----- Excerpted data -----
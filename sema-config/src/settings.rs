//! Runtime settings for the indexing pipeline.

use serde_json::Value as JsonValue;
use std::path::PathBuf;
use std::time::Duration;

use crate::groups::AllowedGroup;

/// Configuration for the indexing pipeline.
#[derive(Debug, Clone)]
pub struct SearchSettings {
    /// Retain the index catalog in the triplestore across restarts.
    ///
    /// When false, `initialize` wipes every persisted index from the
    /// triplestore and the Search Engine instead of loading them.
    /// Default: false
    pub persist_indexes: bool,

    /// Build one index per allowed-group element instead of one per full
    /// group set.
    /// Default: false
    pub additive_indexes: bool,

    /// Allowed-group sets to ensure and rebuild at startup, crossed with
    /// every configured type.
    pub eager_indexing_groups: Vec<Vec<AllowedGroup>>,

    /// Update-handler worker count, also the rebuild document-build
    /// concurrency.
    /// Default: 2
    pub number_of_threads: usize,

    /// Resources fetched and upserted per rebuild batch.
    /// Default: 128
    pub batch_size: usize,

    /// Upper bound on rebuild batches per index; `None` means unbounded.
    /// Default: None
    pub max_batches: Option<usize>,

    /// Capacity of the coalescing update queue. Delta ingestion blocks on
    /// enqueue when the queue is full.
    /// Default: 1000
    pub update_queue_capacity: usize,

    /// Transport-error retries per update job before the index is marked
    /// invalid.
    /// Default: 3
    pub update_retries: u32,

    /// Initial retry backoff delay.
    /// Default: 250ms
    pub update_retry_initial: Duration,

    /// Maximum retry backoff delay.
    /// Default: 5s
    pub update_retry_max: Duration,

    /// Base directory for attachment files; file IRIs resolve beneath it.
    /// Default: `/share`
    pub attachment_path_base: PathBuf,

    /// Directory for the extraction cache, one file per content hash.
    /// Default: `/cache`
    pub extraction_cache_base: PathBuf,

    /// Attachments larger than this many bytes are not extracted; their
    /// content field is null.
    /// Default: 100 MB
    pub maximum_file_size: u64,

    /// Search-Engine settings applied when a type definition carries none.
    pub default_index_settings: Option<JsonValue>,

    /// Grace period for the best-effort queue drain on shutdown.
    /// Default: 30s
    pub shutdown_grace: Duration,
}

impl Default for SearchSettings {
    fn default() -> Self {
        Self {
            persist_indexes: false,
            additive_indexes: false,
            eager_indexing_groups: Vec::new(),
            number_of_threads: 2,
            batch_size: 128,
            max_batches: None,
            update_queue_capacity: 1000,
            update_retries: 3,
            update_retry_initial: Duration::from_millis(250),
            update_retry_max: Duration::from_secs(5),
            attachment_path_base: PathBuf::from("/share"),
            extraction_cache_base: PathBuf::from("/cache"),
            maximum_file_size: 100 * 1024 * 1024,
            default_index_settings: None,
            shutdown_grace: Duration::from_secs(30),
        }
    }
}

impl SearchSettings {
    /// Builder method to retain the index catalog across restarts
    pub fn with_persist_indexes(mut self, persist: bool) -> Self {
        self.persist_indexes = persist;
        self
    }

    /// Builder method to enable additive (per-group) indexes
    pub fn with_additive_indexes(mut self, additive: bool) -> Self {
        self.additive_indexes = additive;
        self
    }

    /// Builder method to set the eager-init group sets
    pub fn with_eager_indexing_groups(mut self, groups: Vec<Vec<AllowedGroup>>) -> Self {
        self.eager_indexing_groups = groups;
        self
    }

    /// Builder method to set the worker count
    pub fn with_number_of_threads(mut self, threads: usize) -> Self {
        self.number_of_threads = threads.max(1);
        self
    }

    /// Builder method to set the rebuild batch size
    pub fn with_batch_size(mut self, batch_size: usize) -> Self {
        self.batch_size = batch_size.max(1);
        self
    }

    /// Builder method to cap rebuild batches per index
    pub fn with_max_batches(mut self, max_batches: Option<usize>) -> Self {
        self.max_batches = max_batches;
        self
    }

    /// Builder method to set the update queue capacity
    pub fn with_update_queue_capacity(mut self, capacity: usize) -> Self {
        self.update_queue_capacity = capacity.max(1);
        self
    }

    /// Builder method to set the retry policy for transport errors
    pub fn with_update_retries(mut self, retries: u32, initial: Duration, max: Duration) -> Self {
        self.update_retries = retries;
        self.update_retry_initial = initial;
        self.update_retry_max = max;
        self
    }

    /// Builder method to set the attachment base directory
    pub fn with_attachment_path_base(mut self, base: impl Into<PathBuf>) -> Self {
        self.attachment_path_base = base.into();
        self
    }

    /// Builder method to set the extraction cache directory
    pub fn with_extraction_cache_base(mut self, base: impl Into<PathBuf>) -> Self {
        self.extraction_cache_base = base.into();
        self
    }

    /// Builder method to set the maximum extractable file size
    pub fn with_maximum_file_size(mut self, bytes: u64) -> Self {
        self.maximum_file_size = bytes;
        self
    }

    /// Builder method to set default Search-Engine index settings
    pub fn with_default_index_settings(mut self, settings: JsonValue) -> Self {
        self.default_index_settings = Some(settings);
        self
    }

    /// Builder method to set the shutdown drain grace period
    pub fn with_shutdown_grace(mut self, grace: Duration) -> Self {
        self.shutdown_grace = grace;
        self
    }
}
-----
▶ [What the task requires]:
Show all lines from the data above in which the word "across" appears.

▶ [Solution for this exercise]:
    /// Retain the index catalog in the triplestore across restarts.
    /// Builder method to retain the index catalog across restarts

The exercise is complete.